細胞接收后的操作流程與注意事項

1. 細胞收到后建議在培養箱穩定4小時左右再依據細胞密度，換液培養或傳代。

2. 如果細胞為貼壁細胞，而收到時呈懸浮或者部分懸浮的狀態，請將懸浮的細胞及時離心，加15%血清的*培養基到新的培養皿/瓶中繼續培養3天；同時原培養瓶中剩下的貼壁細胞更換為15%血清的*培養基，培養2-3天。若3天后細胞都沒有出現增殖而是繼續脫落死亡，請及時聯系實驗室，技術人員會跟進解決。

3. 貼壁細胞生長緩慢：適當提高血清濃度（高不超過20%），或可根據該細胞生長密度，考慮胰酶消化后，轉移到新的培養瓶繼續培養。

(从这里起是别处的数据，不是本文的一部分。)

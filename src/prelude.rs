// 1. Traits
pub use crate::agent::Agent;
pub use crate::gym::Env;
pub use crate::math::rolling::StreamingIndicator;

// 2. The Core "Loop" Types
pub use crate::gym::{
    EnvStatus, Reward,
    trading::{
        action::Action,
        config::EnvConfig,
        env::{Environment, Step, StepInfo},
        ledger::{EpisodeSummary, ExitReason, TradeRecord},
        position::{Direction, Position},
        state::{AccountState, MarketWindow, State},
    },
};

// 3. Market Data
pub use crate::data::{market::MarketData, normalizer::FeatureNormalizer};

// 4. Agents
pub use crate::agent::{
    AgentIdentifier,
    config::{AgentConfig, InputDims, NetworkShape},
    dqn::{DqnAgent, LearnReport, Mode},
    replay::{ReplayBuffer, Transition},
    scripted::{RandomAgent, ScriptedAgent},
};

// 5. Training
pub use crate::trainer::{
    Trainer,
    config::TrainerConfig,
    metrics::{EpisodeMetrics, TrainingHistory},
};

// 6. Errors
pub use crate::error::{
    AgentError, DataError, EnvError, ErrorKind, IoError, SystemError, TraderError, TraderResult,
};

// 7. Persistence
pub use crate::io::{CheckpointPaths, SerdeFormat};
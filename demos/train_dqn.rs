use std::{env, path::PathBuf, time::Instant};

use anyhow::{Context, Result};
use polars::{df, prelude::DataFrame};
use rand::{Rng, SeedableRng, rngs::StdRng};
use rl_trader::prelude::*;
use tracing::{info, warn};
use tracing_subscriber::EnvFilter;

fn main() -> Result<()> {
    init_tracing();

    let episodes: usize = env::args()
        .nth(1)
        .map(|s| s.parse())
        .transpose()
        .context("episodes must be a positive integer")?
        .unwrap_or(20);
    let checkpoint_dir = PathBuf::from("demos/checkpoints");

    let mut rng = StdRng::seed_from_u64(42);
    let train_df = random_walk(1_500, &mut rng)?;
    let test_df = random_walk(500, &mut rng)?;

    let env_cfg = EnvConfig::default().with_window_size(30);
    let model_name = format!("dqn-{}", &env_cfg.hash()?[..12]);
    let train_env = Environment::new(&train_df, env_cfg.clone())?;
    let mut test_env = Environment::new(&test_df, env_cfg)?;

    let dims = InputDims::new(train_env.window_size(), train_env.feature_count());
    let agent = DqnAgent::with_seed(AgentConfig::default(), dims, 7)?;
    let trainer_cfg = TrainerConfig::default()
        .with_checkpoint_dir(&checkpoint_dir)
        .with_model_name(&model_name)
        .with_show_progress(true);
    let mut trainer = Trainer::new(train_env, agent, trainer_cfg)?;

    match trainer.resume(&checkpoint_dir, &model_name, StdRng::seed_from_u64(7)) {
        Ok(()) => info!(model = %model_name, "Continuing from checkpoint"),
        Err(e) if e.is_recoverable() => warn!(error = %e, "Starting from fresh weights"),
        Err(e) => return Err(e.into()),
    }

    let start = Instant::now();
    trainer.train(episodes)?;
    let train_time = start.elapsed();

    let result = trainer.test(&mut test_env)?;
    let mut buy_and_hold = ScriptedAgent::buy_and_hold();
    let benchmark = test_env.evaluate_agent(&mut buy_and_hold)?;

    println!("\n--- Training ---");
    println!("{}", trainer.metrics_df()?);
    println!("Training time:            {train_time:?}");
    println!("\n--- Held-out evaluation ---");
    println!("DQN return:               {:.2}%", result.total_return_pct);
    println!("DQN trades:               {}", result.trades);
    println!("DQN win rate:             {:.2}", result.win_rate);
    println!("Buy & hold return:        {:.2}%", benchmark.total_return_pct);

    Ok(())
}

fn random_walk(n: usize, rng: &mut StdRng) -> Result<DataFrame> {
    let mut close = Vec::with_capacity(n);
    let mut price = 100.0_f64;
    for i in 0..n {
        let drift = (i as f64 / 50.0).sin() * 0.001;
        price *= 1.0 + drift + rng.random_range(-0.01..0.01);
        close.push(price);
    }
    let df = df!(
        "timestamp" => (0..n as i64).collect::<Vec<_>>(),
        "open" => close.iter().map(|c| c * 0.999).collect::<Vec<_>>(),
        "high" => close.iter().map(|c| c * 1.004).collect::<Vec<_>>(),
        "low" => close.iter().map(|c| c * 0.996).collect::<Vec<_>>(),
        "close" => close,
        "volume" => (0..n).map(|_| rng.random_range(500.0..1_500.0)).collect::<Vec<f64>>(),
    )?;
    Ok(df)
}

// ================================================================================================
// Tracing Configuration
// ================================================================================================

fn init_tracing() {
    let env_filter = EnvFilter::try_from_default_env().unwrap_or_else(|_| EnvFilter::new("info"));
    let in_container = env::var("CONTAINER").is_ok();

    if in_container {
        tracing_subscriber::fmt()
            .json()
            .with_env_filter(env_filter)
            .with_current_span(true)
            .with_timer(tracing_subscriber::fmt::time::UtcTime::rfc_3339())
            .init();
    } else {
        tracing_subscriber::fmt()
            .with_env_filter(env_filter)
            .with_target(false)
            .init();
    }
}
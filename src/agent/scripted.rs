use rand::{Rng, SeedableRng, rngs::StdRng};

use crate::{
    agent::{Agent, AgentIdentifier},
    error::TraderResult,
    gym::trading::{action::Action, state::State},
};

/// Replays a fixed sequence of actions, then repeats a fallback.
///
/// Used as a deterministic baseline and in scenario tests.
#[derive(Debug, Clone)]
pub struct ScriptedAgent {
    script: Vec<Action>,
    fallback: Action,
    cursor: usize,
}

impl ScriptedAgent {
    pub fn new(script: Vec<Action>, fallback: Action) -> Self {
        Self {
            script,
            fallback,
            cursor: 0,
        }
    }

    /// Opens a long on the first bar and holds it until liquidation.
    pub fn buy_and_hold() -> Self {
        Self::new(vec![Action::OpenLong], Action::Hold)
    }
}

impl Agent for ScriptedAgent {
    fn act(&mut self, _state: &State) -> TraderResult<Action> {
        let action = self
            .script
            .get(self.cursor)
            .copied()
            .unwrap_or(self.fallback);
        self.cursor += 1;
        Ok(action)
    }

    fn identifier(&self) -> AgentIdentifier {
        AgentIdentifier::Named("Scripted".to_string())
    }

    fn reset(&mut self) {
        self.cursor = 0;
    }
}

/// Uniformly random policy with an injected seed.
#[derive(Debug, Clone)]
pub struct RandomAgent {
    seed: u64,
    rng: StdRng,
}

impl RandomAgent {
    pub fn new(seed: u64) -> Self {
        Self {
            seed,
            rng: StdRng::seed_from_u64(seed),
        }
    }
}

impl Agent for RandomAgent {
    fn act(&mut self, _state: &State) -> TraderResult<Action> {
        Action::from_index(self.rng.random_range(0..4))
    }

    fn identifier(&self) -> AgentIdentifier {
        AgentIdentifier::Random
    }

    fn reset(&mut self) {
        self.rng = StdRng::seed_from_u64(self.seed);
    }
}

4. 生長不均：貼壁細胞若出現生長不均，成島狀生長，可將細胞進行消化，重新打散細胞，加入新鮮培養基進行培養。

細胞常規培養傳代流程（請嚴格遵守無菌操作）

1. 吸出原培養瓶中的培養基，PBS緩沖液潤洗細胞兩次，加2~3 ml 0.25% EDTA的胰酶消化（注意把握消化時間，通常控制在1~2min）。

2. 鏡下觀察消化情況，在細胞邊緣縮小，貼壁運動時（不建議消化到細胞漂浮）去掉胰酶，加6~8ml *培養基，輕輕吹打細胞層，盡量把細胞層吹落、吹散。

3. 取出部分細胞懸液轉移到新的培養皿/瓶中，添加適當的*培養基，于培養箱中培養。

4. 注意培養基PH值變化情況，定期換液，待細胞密度達到70-80%時重復傳代操作或者凍存。